I graduated in December, I spend Christmas with my family, and then moved to Laramie in January. From there my life sped up. I came out for the first time to one of my friends in April, another two or three in June, and then went to my first Pride festival that summer. In August I went to my first Spectrum meeting, where I met my first boyfriend. It was sometime after I came to Laramie and came out that I changed completely. Nothing outwardly changed; actually, nothing changed inwardly either. I simply took down most of my walls and I became myself and I liked being that person.
Today, ten years later, I can say that I’m on the shore of that lake and the lake is now more of a puddle. I would have never guess that Laramie would return ME to myself but I guess it’s poetic justice. I let Matt’s death take something from me ten years ago and now I’m letting the town Matt lived in return it to me.

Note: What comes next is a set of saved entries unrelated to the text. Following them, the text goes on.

//! Rotating file writer with size-based rotation and backup retention.
//!
//! Keeps trace files from growing without bound: when the active file passes
//! the size limit it becomes backup `.1`, older backups shift up by one, and
//! anything beyond the retention count is removed.

use std::fs::{self, File, OpenOptions};
use std::io::{self, Write};
use std::path::{Path, PathBuf};
use std::sync::Mutex;

/// Maximum file size before rotation (10 MB).
pub const MAX_FILE_SIZE_BYTES: u64 = 10 * 1024 * 1024;

/// Number of backup files to retain after rotation.
pub const MAX_BACKUP_FILES: usize = 3;

/// Thread-safe rotating file writer.
///
/// The file is opened lazily on the first write, so construction never fails.
/// Backups are named by appending a number: `traces.json.1` is the newest,
/// `traces.json.3` the oldest.
///
/// # Example
///
/// ```text
/// let writer = FileWriter::new(data_dir.join("livesearch-otlp.json"));
/// writer.write_line(r#"{"resourceSpans":[]}"#)?;
/// ```
pub struct FileWriter {
    file_path: PathBuf,
    max_bytes: u64,
    max_backups: usize,
    writer: Mutex<Option<File>>,
}

impl FileWriter {
    pub const fn new(file_path: PathBuf) -> Self {
        Self::with_limits(file_path, MAX_FILE_SIZE_BYTES, MAX_BACKUP_FILES)
    }

    /// Creates a writer with custom rotation limits.
    pub const fn with_limits(file_path: PathBuf, max_bytes: u64, max_backups: usize) -> Self {
        Self {
            file_path,
            max_bytes,
            max_backups,
            writer: Mutex::new(None),
        }
    }

    /// Appends `json` and a newline, rotating first if the file is too large.
    ///
    /// # Errors
    ///
    /// Fails if rotation, opening, writing or flushing fails, or if the lock was
    /// poisoned by a panicking writer.
    pub fn write_line(&self, json: &str) -> io::Result<()> {
        let mut writer = self
            .writer
            .lock()
            .map_err(|e| io::Error::other(format!("Mutex poisoned: {e}")))?;

        if self.needs_rotation() {
            *writer = None;
            self.rotate()?;
        }

        if writer.is_none() {
            let file = OpenOptions::new()
                .create(true)
                .append(true)
                .open(&self.file_path)?;
            *writer = Some(file);
        }

        let file = writer
            .as_mut()
            .ok_or_else(|| io::Error::other("trace file unavailable"))?;

        writeln!(file, "{json}")?;
        file.flush()
    }

    fn needs_rotation(&self) -> bool {
        fs::metadata(&self.file_path).is_ok_and(|m| m.len() > self.max_bytes)
    }

    /// Shifts backups up by one and moves the active file to `.1`.
    fn rotate(&self) -> io::Result<()> {
        if self.max_backups == 0 {
            return remove_if_exists(&self.file_path);
        }

        remove_if_exists(&self.backup_path(self.max_backups))?;
        for n in (1..self.max_backups).rev() {
            let from = self.backup_path(n);
            if from.exists() {
                fs::rename(&from, self.backup_path(n + 1))?;
            }
        }

        if self.file_path.exists() {
            fs::rename(&self.file_path, self.backup_path(1))?;
        }
        Ok(())
    }

    fn backup_path(&self, n: usize) -> PathBuf {
        let mut name = self.file_path.as_os_str().to_owned();
        name.push(format!(".{n}"));
        PathBuf::from(name)
    }
}

fn remove_if_exists(path: &Path) -> io::Result<()> {
    match fs::remove_file(path) {
        Err(e) if e.kind() != io::ErrorKind::NotFound => Err(e),
        _ => Ok(()),
    }
}

impl std::fmt::Debug for FileWriter {
    fn fmt(&self, f: &mut std::fmt::Formatter<'_>) -> std::fmt::Result {
        f.debug_struct("FileWriter")
            .field("file_path", &self.file_path)
            .field("max_bytes", &self.max_bytes)
            .field("max_backups", &self.max_backups)
            .finish_non_exhaustive()
    }
}

#[cfg(test)]
mod tests {
    use super::*;

    #[test]
    fn lines_are_appended() {
        let dir = tempfile::tempdir().unwrap();
        let path = dir.path().join("traces.json");
        let writer = FileWriter::new(path.clone());

        writer.write_line("{\"a\":1}").unwrap();
        writer.write_line("{\"b\":2}").unwrap();

        assert_eq!(fs::read_to_string(path).unwrap(), "{\"a\":1}\n{\"b\":2}\n");
    }

    #[test]
    fn oversized_file_rotates_and_keeps_a_bounded_backlog() {
        let dir = tempfile::tempdir().unwrap();
        let path = dir.path().join("traces.json");
        let writer = FileWriter::with_limits(path.clone(), 8, 3);

        for i in 0..6 {
            writer.write_line(&format!("line-{i}-padding")).unwrap();
        }

        assert_eq!(fs::read_to_string(&path).unwrap(), "line-5-padding\n");
        assert_eq!(fs::read_to_string(writer.backup_path(1)).unwrap(), "line-4-padding\n");
        assert_eq!(fs::read_to_string(writer.backup_path(3)).unwrap(), "line-2-padding\n");
        assert!(!writer.backup_path(4).exists());
    }

    #[test]
    fn backup_names_append_a_number() {
        let writer = FileWriter::new(PathBuf::from("/data/livesearch-otlp.json"));
        assert_eq!(writer.backup_path(2), PathBuf::from("/data/livesearch-otlp.json.2"));
    }
}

I often seem dramatic and I seem to always be having some sort of dating issue. I also tend to do too much for people and be overly accommodating to my friends. I give too much and I seem to have all the inner turmoil of a thirteen year old girl just before her first big dance. Well, that’s because in many ways I am that teenager. I didn’t start dating until four years ago. Most people dealt with all of this years ago. Heck, I didn’t even meet myself for the first time until relatively recently. In the last five years I’ve gone from hating myself for being who I am to giving interviews to Newsweek about what it’s like to live in Laramie as a gay man. I’ve come a long way in a short amount of time. I’ll stabilize sometime but right now I have a lot of life to make up. You don’t recover from roughly 8000 days of hating yourself over night.
This week, I remember Matthew Shepard. I never met him but his life and death have had an exceptionally profound impact on my life. I have no idea what sort of person he was like. I’ll never know what happened to him ten years ago, but it doesn’t matter. He was killed, he was killed at least in part because he was gay, and nothing about that is ok. It is my goal to help others to find themselves, to teach young people to not hate themselves simply because they are gay, and if I’m able to keep just one person from having to go through the trial I’ve been through for the last ten years, then my life has been worthwhile.
2 comments:
O my goodness, you had me crying from the start. I had no idea that you were dealing with so much in your life. I almost feel guilty that we weren't close enough for you to let the walls down and let me help in whatever way I cold. I am unbelievably proud of you for becoming the person that you are today, and not having to hide your true self from the world. I could never imagine having to deal with all that you have all by myself, you are an extremely strong person!
Bravo Keith! Bravo! I am so proud of you and how far you've come, supporting so many in their courage to come out. What a journey, what a memory. Love, love, and MORE love!